In 2024, the value of this vibrant and disruptive retail segment was estimated at $125 billion, and is likely to touch $345 billion by 2030-end. E-commerce has become a fulcrum of change for the Indian retail industry, according to a joint report by ANAROCK and ETRetail released here.
Also, post-COVID, the mall vacancy rate has declined from 15.4 per cent in 2019 to 8.1 per cent in 2024. The report mentioned that an increasing Internet penetration, smartphone adoption, digital payment infrastructure, and a young, tech-savvy population are driving this growth.

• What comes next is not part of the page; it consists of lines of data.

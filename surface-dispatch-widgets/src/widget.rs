//! Terminal widgets for the standard component set

use surface_dispatch_core::{DataValue, WidgetContext, WidgetRegistry};

/// How a `Text` is meant to be read.
#[derive(Debug, Clone, Copy, PartialEq, Eq, Default)]
pub enum TextHint {
    #[default]
    Body,
    Heading,
    Caption,
}

impl TextHint {
    fn parse(hint: Option<&str>) -> Self {
        match hint {
            Some("h1" | "h2" | "h3" | "h4" | "h5") => Self::Heading,
            Some("caption") => Self::Caption,
            _ => Self::Body,
        }
    }
}

#[derive(Debug, Clone, Copy, PartialEq, Eq)]
pub enum Axis {
    Horizontal,
    Vertical,
}

/// One entry of a `MultipleChoice`.
#[derive(Debug, Clone, PartialEq)]
pub struct ChoiceOption {
    pub label: String,
    pub value: String,
}

/// A component resolved for terminal drawing.
#[derive(Debug, Clone, PartialEq)]
pub enum TuiWidget {
    Text { text: String, hint: TextHint },
    Image { url: String },
    Icon { name: String },
    Divider,
    /// Label comes from the child subtree.
    Button { primary: bool },
    CheckBox { label: String, checked: bool },
    /// `TextField` and `DateTimeInput`. `submits` when Enter should press
    /// the component's action.
    TextField {
        label: String,
        value: String,
        placeholder: String,
        submits: bool,
    },
    Slider { label: String, value: f64, min: f64, max: f64 },
    Choice {
        options: Vec<ChoiceOption>,
        selected: Vec<String>,
        max_selections: Option<usize>,
    },
    Stack { axis: Axis },
    Card,
    Tabs { titles: Vec<String> },
    Modal,
    /// No factory for this type.
    Unknown { kind: String },
}

impl TuiWidget {
    pub fn is_text_entry(&self) -> bool {
        matches!(self, Self::TextField { .. })
    }
}

fn number(ctx: &WidgetContext<'_>, prop: &str, default: f64) -> f64 {
    ctx.value(prop)
        .and_then(DataValue::as_f64)
        .or_else(|| ctx.raw(prop).and_then(serde_json::Value::as_f64))
        .unwrap_or(default)
}

fn text(ctx: &WidgetContext<'_>) -> TuiWidget {
    let hint = if ctx.kind() == "Heading" {
        TextHint::Heading
    } else {
        TextHint::parse(ctx.raw_str("usageHint"))
    };
    TuiWidget::Text {
        text: ctx.text("text").into_owned(),
        hint,
    }
}

fn text_field(ctx: &WidgetContext<'_>) -> TuiWidget {
    let placeholder = match ctx.kind() {
        "DateTimeInput" => "YYYY-MM-DD HH:MM",
        _ => "",
    };
    TuiWidget::TextField {
        label: ctx.text("label").into_owned(),
        value: ctx.bound_value().map(ToString::to_string).unwrap_or_default(),
        placeholder: placeholder.to_string(),
        submits: ctx.action().is_some(),
    }
}

fn choice(ctx: &WidgetContext<'_>) -> TuiWidget {
    let options = ctx
        .raw("options")
        .and_then(serde_json::Value::as_array)
        .map(|options| {
            options
                .iter()
                .filter_map(|option| {
                    let value = option.get("value")?.as_str()?.to_string();
                    let label = option
                        .get("label")
                        .and_then(|label| ctx.resolve_raw(label))
                        .map(|label| label.to_string())
                        .unwrap_or_else(|| value.clone());
                    Some(ChoiceOption { label, value })
                })
                .collect()
        })
        .unwrap_or_default();
    let max_selections = ctx
        .raw("maxAllowedSelections")
        .and_then(serde_json::Value::as_u64)
        .map(|max| max as usize);

    TuiWidget::Choice {
        options,
        selected: ctx.list("selections").iter().map(ToString::to_string).collect(),
        max_selections,
    }
}

fn tabs(ctx: &WidgetContext<'_>) -> TuiWidget {
    let titles = ctx
        .raw("tabItems")
        .and_then(serde_json::Value::as_array)
        .map(|items| {
            items
                .iter()
                .enumerate()
                .map(|(i, item)| {
                    item.get("title")
                        .and_then(|title| ctx.resolve_raw(title))
                        .map(|title| title.to_string())
                        .unwrap_or_else(|| format!("Tab {}", i + 1))
                })
                .collect()
        })
        .unwrap_or_default();
    TuiWidget::Tabs { titles }
}

/// A registry covering the standard catalog. Anything else draws as
/// [`TuiWidget::Unknown`].
pub fn tui_registry() -> WidgetRegistry<TuiWidget> {
    WidgetRegistry::new(|ctx| TuiWidget::Unknown {
        kind: ctx.kind().to_string(),
    })
    .with("Text", text)
    .with("Heading", text)
    .with("Image", |ctx| TuiWidget::Image {
        url: ctx.text("url").into_owned(),
    })
    .with("Icon", |ctx| TuiWidget::Icon {
        name: ctx.text("name").into_owned(),
    })
    .with("Video", |ctx| TuiWidget::Image {
        url: ctx.text("url").into_owned(),
    })
    .with("AudioPlayer", |ctx| TuiWidget::Image {
        url: ctx.text("url").into_owned(),
    })
    .with("Divider", |_| TuiWidget::Divider)
    .with("Button", |ctx| TuiWidget::Button {
        primary: ctx.flag("primary")
            || ctx
                .raw("primary")
                .and_then(serde_json::Value::as_bool)
                .unwrap_or(false),
    })
    .with("CheckBox", |ctx| TuiWidget::CheckBox {
        label: ctx.text("label").into_owned(),
        checked: ctx.flag("value"),
    })
    .with("TextField", text_field)
    .with("DateTimeInput", text_field)
    .with("Slider", |ctx| TuiWidget::Slider {
        label: ctx.text("label").into_owned(),
        value: number(ctx, "value", 0.0),
        min: number(ctx, "minValue", 0.0),
        max: number(ctx, "maxValue", 100.0),
    })
    .with("MultipleChoice", choice)
    .with("Row", |_| TuiWidget::Stack {
        axis: Axis::Horizontal,
    })
    .with("Column", |_| TuiWidget::Stack {
        axis: Axis::Vertical,
    })
    .with("List", |ctx| TuiWidget::Stack {
        axis: match ctx.raw_str("direction") {
            Some("horizontal") => Axis::Horizontal,
            _ => Axis::Vertical,
        },
    })
    .with("Card", |_| TuiWidget::Card)
    .with("Tabs", tabs)
    .with("Modal", |_| TuiWidget::Modal)
}
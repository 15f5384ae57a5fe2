//! Key strings such as `"ctrl+u"` or `"shift+tab"`

use crossterm::event::{KeyCode, KeyEvent, KeyEventKind, KeyEventState, KeyModifiers};

/// Parse a key string into a `KeyEvent`.
///
/// Modifiers are `ctrl`, `shift` and `alt`, joined with `+`. Returns `None`
/// for anything unrecognized.
pub fn parse_key_string(key_str: &str) -> Option<KeyEvent> {
    let key_str = key_str.trim().to_lowercase();

    if key_str.is_empty() {
        return None;
    }

    if key_str == "shift+tab" || key_str == "backtab" {
        return Some(press(KeyCode::BackTab, KeyModifiers::SHIFT));
    }

    let parts: Vec<&str> = key_str.split('+').collect();
    let mut modifiers = KeyModifiers::empty();
    let key_part = parts.last()?.trim();

    for part in &parts[..parts.len() - 1] {
        match part.trim() {
            "ctrl" | "control" => modifiers |= KeyModifiers::CONTROL,
            "shift" => modifiers |= KeyModifiers::SHIFT,
            "alt" => modifiers |= KeyModifiers::ALT,
            _ => return None,
        }
    }

    let code = match key_part {
        "esc" | "escape" => KeyCode::Esc,
        "enter" | "return" => KeyCode::Enter,
        "tab" => KeyCode::Tab,
        "backspace" => KeyCode::Backspace,
        "up" => KeyCode::Up,
        "down" => KeyCode::Down,
        "left" => KeyCode::Left,
        "right" => KeyCode::Right,
        "home" => KeyCode::Home,
        "end" => KeyCode::End,
        "pageup" => KeyCode::PageUp,
        "pagedown" => KeyCode::PageDown,
        "delete" => KeyCode::Delete,
        "space" => KeyCode::Char(' '),
        f if f.len() > 1 && f.starts_with('f') => KeyCode::F(f[1..].parse().ok()?),
        c if c.chars().count() == 1 => KeyCode::Char(c.chars().next()?),
        _ => return None,
    };

    Some(press(code, modifiers))
}

/// Build a `KeyEvent` from a key string, panicking if it does not parse.
///
/// Meant for tests and fixed bindings.
///
/// ```
/// use surface_dispatch_widgets::keys::key;
/// use crossterm::event::{KeyCode, KeyModifiers};
///
/// let k = key("ctrl+u");
/// assert_eq!(k.code, KeyCode::Char('u'));
/// assert!(k.modifiers.contains(KeyModifiers::CONTROL));
/// ```
pub fn key(s: &str) -> KeyEvent {
    parse_key_string(s).unwrap_or_else(|| panic!("Invalid key string: {:?}", s))
}

fn press(code: KeyCode, modifiers: KeyModifiers) -> KeyEvent {
    KeyEvent {
        code,
        modifiers,
        kind: KeyEventKind::Press,
        state: KeyEventState::empty(),
    }
}

#[cfg(test)]
mod tests {
    use super::*;

    #[test]
    fn test_parse_simple_keys() {
        assert_eq!(parse_key_string("q").map(|k| k.code), Some(KeyCode::Char('q')));
        assert_eq!(parse_key_string("Enter").map(|k| k.code), Some(KeyCode::Enter));
        assert_eq!(parse_key_string("space").map(|k| k.code), Some(KeyCode::Char(' ')));
        assert_eq!(parse_key_string("f5").map(|k| k.code), Some(KeyCode::F(5)));
    }

    #[test]
    fn test_parse_modifiers() {
        let k = key("ctrl+shift+a");
        assert_eq!(k.code, KeyCode::Char('a'));
        assert!(k.modifiers.contains(KeyModifiers::CONTROL));
        assert!(k.modifiers.contains(KeyModifiers::SHIFT));
    }

    #[test]
    fn test_backtab() {
        let k = key("shift+tab");
        assert_eq!(k.code, KeyCode::BackTab);
        assert_eq!(k.modifiers, KeyModifiers::SHIFT);
    }

    #[test]
    fn test_rejects_unknown() {
        assert!(parse_key_string("").is_none());
        assert!(parse_key_string("hyper+a").is_none());
        assert!(parse_key_string("nonsense").is_none());
        assert!(parse_key_string("fx").is_none());
    }
}
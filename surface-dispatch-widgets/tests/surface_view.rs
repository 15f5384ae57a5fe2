use serde_json::json;
use surface_dispatch_core::testing::{
    begin_rendering, component, data_model_update, surface_update, TestHarness,
};
use surface_dispatch_core::{DataValue, Interaction, WidgetRegistry};
use surface_dispatch_widgets::keys::key;
use surface_dispatch_widgets::prelude::*;

fn signup() -> TestHarness {
    let mut harness = TestHarness::new();
    harness.ingest(&begin_rendering("form", "root"));
    harness.ingest(&surface_update(
        "form",
        json!([
            component("root", "Column", json!({"children": {"explicitList": ["title", "name", "agree", "size", "send"]}})),
            component("title", "Text", json!({"text": {"literalString": "Sign up"}, "usageHint": "h1"})),
            component("name", "TextField", json!({"label": {"literalString": "Name"}, "text": {"path": "/form/name"}})),
            component("agree", "CheckBox", json!({"label": {"literalString": "Agree"}, "value": {"path": "/form/agree"}})),
            component("size", "MultipleChoice", json!({
                "selections": {"path": "/form/size"},
                "maxAllowedSelections": 1,
                "options": [
                    {"label": {"literalString": "Small"}, "value": "s"},
                    {"label": {"literalString": "Large"}, "value": "l"}
                ]
            })),
            component("send", "Button", json!({
                "child": "send_label",
                "action": {"name": "submit", "context": [
                    {"key": "name", "value": {"path": "/form/name"}},
                    {"key": "agree", "value": {"path": "/form/agree"}},
                    {"key": "size", "value": {"path": "/form/size"}}
                ]}
            })),
            component("send_label", "Text", json!({"text": {"literalString": "Send"}})),
        ]),
    ));
    harness.ingest(&data_model_update(
        "form",
        "/form",
        json!([{"key": "name", "valueString": "Ada"}]),
    ));
    harness
}

/// Feed one key through the view and apply what it reports.
fn press(
    harness: &mut TestHarness,
    view: &mut SurfaceView,
    registry: &WidgetRegistry<TuiWidget>,
    k: &str,
) -> Vec<WidgetEvent> {
    let tree = harness.engine.render_tree_with("form", registry).unwrap();
    let events: Vec<WidgetEvent> = view
        .handle_event(&EventKind::Key(key(k)), SurfaceViewProps { tree: &tree })
        .into_iter()
        .collect();
    for event in &events {
        harness.interact(&event.surface_id, &event.component_id, event.interaction.clone());
    }
    events
}

#[test]
fn test_draws_form() {
    let harness = signup();
    let tree = harness.engine.render_tree_with("form", &tui_registry()).unwrap();
    let lines = SurfaceView::new().render_to_lines(&tree, 30, 10).unwrap();

    assert_eq!(lines[0], "Sign up");
    assert!(lines[1].contains("Name"));
    assert!(lines[2].contains("Ada"));
    assert_eq!(lines[4], "[ ] Agree");
    assert_eq!(lines[5], "( ) Small");
    assert_eq!(lines[6], "( ) Large");
    assert_eq!(lines[7], "[ Send ]");
}

#[test]
fn test_keyboard_drives_engine() {
    let mut harness = signup();
    let registry = tui_registry();
    let mut view = SurfaceView::new();

    press(&mut harness, &mut view, &registry, "end");
    let events = press(&mut harness, &mut view, &registry, "!");
    assert_eq!(events[0].component_id, "name");
    assert_eq!(events[0].interaction, Interaction::Edit(DataValue::from("Ada!")));
    assert_eq!(harness.engine.read("form", "/form/name"), Some(&DataValue::from("Ada!")));

    press(&mut harness, &mut view, &registry, "tab");
    press(&mut harness, &mut view, &registry, "space");
    assert_eq!(harness.engine.read("form", "/form/agree"), Some(&DataValue::Bool(true)));

    press(&mut harness, &mut view, &registry, "tab");
    press(&mut harness, &mut view, &registry, "down");
    let events = press(&mut harness, &mut view, &registry, "enter");
    assert_eq!(events[0].interaction, Interaction::Select(vec!["l".into()]));
    assert!(harness.drain_emitted().is_empty());

    press(&mut harness, &mut view, &registry, "tab");
    assert_eq!(view.focused(), Some("send"));
    press(&mut harness, &mut view, &registry, "enter");

    let actions = harness.drain_emitted();
    assert_eq!(actions.len(), 1);
    assert_eq!(actions[0].name, "submit");
    assert_eq!(actions[0].get("name"), Some(&DataValue::from("Ada!")));
    assert_eq!(actions[0].get("agree"), Some(&DataValue::Bool(true)));
    assert_eq!(actions[0].get("size"), Some(&DataValue::from(vec!["l"])));
}

#[test]
fn test_focus_wraps_both_ways() {
    let mut harness = signup();
    let registry = tui_registry();
    let mut view = SurfaceView::new();

    press(&mut harness, &mut view, &registry, "shift+tab");
    assert_eq!(view.focused(), Some("send"));
    press(&mut harness, &mut view, &registry, "tab");
    assert_eq!(view.focused(), Some("name"));
}

#[test]
fn test_tabs_switch_visible_content() {
    let mut harness = TestHarness::new();
    harness.ingest(&begin_rendering("t", "tabs"));
    harness.ingest(&surface_update(
        "t",
        json!([
            component("tabs", "Tabs", json!({"tabItems": [
                {"title": {"literalString": "One"}, "child": "first"},
                {"title": {"literalString": "Two"}, "child": "second"}
            ]})),
            component("first", "Text", json!({"text": {"literalString": "first page"}})),
            component("second", "Button", json!({"child": "label", "action": {"name": "go"}})),
            component("label", "Text", json!({"text": {"literalString": "Go"}})),
        ]),
    ));
    let registry = tui_registry();
    let tree = harness.engine.render_tree_with("t", &registry).unwrap();
    let mut view = SurfaceView::new();

    assert_eq!(view.focusable(&tree), vec!["tabs"]);
    let lines = view.render_to_lines(&tree, 20, 3).unwrap();
    assert!(lines[0].contains("One"));
    assert_eq!(lines[1], "first page");

    let events: Vec<_> = view
        .handle_event(&EventKind::Key(key("right")), SurfaceViewProps { tree: &tree })
        .into_iter()
        .collect();
    assert!(events.is_empty());
    assert_eq!(view.focusable(&tree), vec!["tabs", "second"]);
    let lines = view.render_to_lines(&tree, 20, 3).unwrap();
    assert_eq!(lines[1], "[ Go ]");
}

#[test]
fn test_row_splits_width() {
    let mut harness = TestHarness::new();
    harness.ingest(&begin_rendering("r", "row"));
    harness.ingest(&surface_update(
        "r",
        json!([
            component("row", "Row", json!({"children": {"explicitList": ["l", "r"]}})),
            component("l", "Text", json!({"text": {"literalString": "L"}})),
            component("r", "Text", json!({"text": {"literalString": "R"}})),
        ]),
    ));
    let tree = harness.engine.render_tree_with("r", &tui_registry()).unwrap();
    let lines = SurfaceView::new().render_to_lines(&tree, 21, 1).unwrap();
    assert!(lines[0].starts_with('L'));
    assert!(lines[0].ends_with('R'));
}

#[test]
fn test_waiting_states() {
    let mut harness = TestHarness::new();
    harness.ingest(&surface_update("w", json!([component("a", "Text", json!({}))])));
    let registry = tui_registry();
    let tree = harness.engine.render_tree_with("w", &registry).unwrap();
    let lines = SurfaceView::new().render_to_lines(&tree, 40, 1).unwrap();
    assert_eq!(lines[0], "waiting for beginRendering...");

    harness.ingest(&begin_rendering("w", "missing"));
    let tree = harness.engine.render_tree_with("w", &registry).unwrap();
    let lines = SurfaceView::new().render_to_lines(&tree, 40, 1).unwrap();
    assert_eq!(lines[0], "waiting for `missing`...");
}

#[test]
fn test_unknown_type_draws_placeholder_and_children() {
    let mut harness = TestHarness::new();
    harness.ingest(&begin_rendering("u", "chart"));
    harness.ingest(&surface_update(
        "u",
        json!([
            component("chart", "Chart", json!({"child": "caption"})),
            component("caption", "Text", json!({"text": {"literalString": "sales"}})),
        ]),
    ));
    let tree = harness.engine.render_tree_with("u", &tui_registry()).unwrap();
    let lines = SurfaceView::new().render_to_lines(&tree, 20, 2).unwrap();
    assert_eq!(lines, vec!["<Chart>".to_string(), "sales".to_string()]);
}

Government initiatives like ‘Digital India’ and rapid improvements in the country’s logistics and supply chain networks have further boosted its growth prospects. Besides the metros, e-commerce players are also tapping the growing demand from smaller towns and cities.
“The share of online shoppers from tier 2 and 3 cities has increased to 56 per cent in FY2024 from 46 per cent in FY2020, and is expected to reach 64 per cent by FY2030,” according to Anuj Kejriwal, CEO and MD, ANAROCK Retail.
Meanwhile, the overall Indian retail industry’s market size is expected to touch $2,500 billion by 2035, witnessing a three-fold increase compared to 2019. The growth is powered by rising disposable incomes, increasing urbanisation, a young and tech-savvy population, and an ever-expanding middle class.
Today, the industry is defined by sprawling malls and thriving e-commerce alongside traditional bazaars, said Kejriwal. New mall supply across the top seven cities was a mere 1 million square feet in 2024, while absorption stood at 6 million square feet.
Current supply and demand trends for mall spaces indicate a post-pandemic rebound in leasing, now largely driven by experiential retail, according to the report. Apparel and the food and beverages sectors consistently contribute nearly 45 per cent of demand, remaining the top footfall drivers.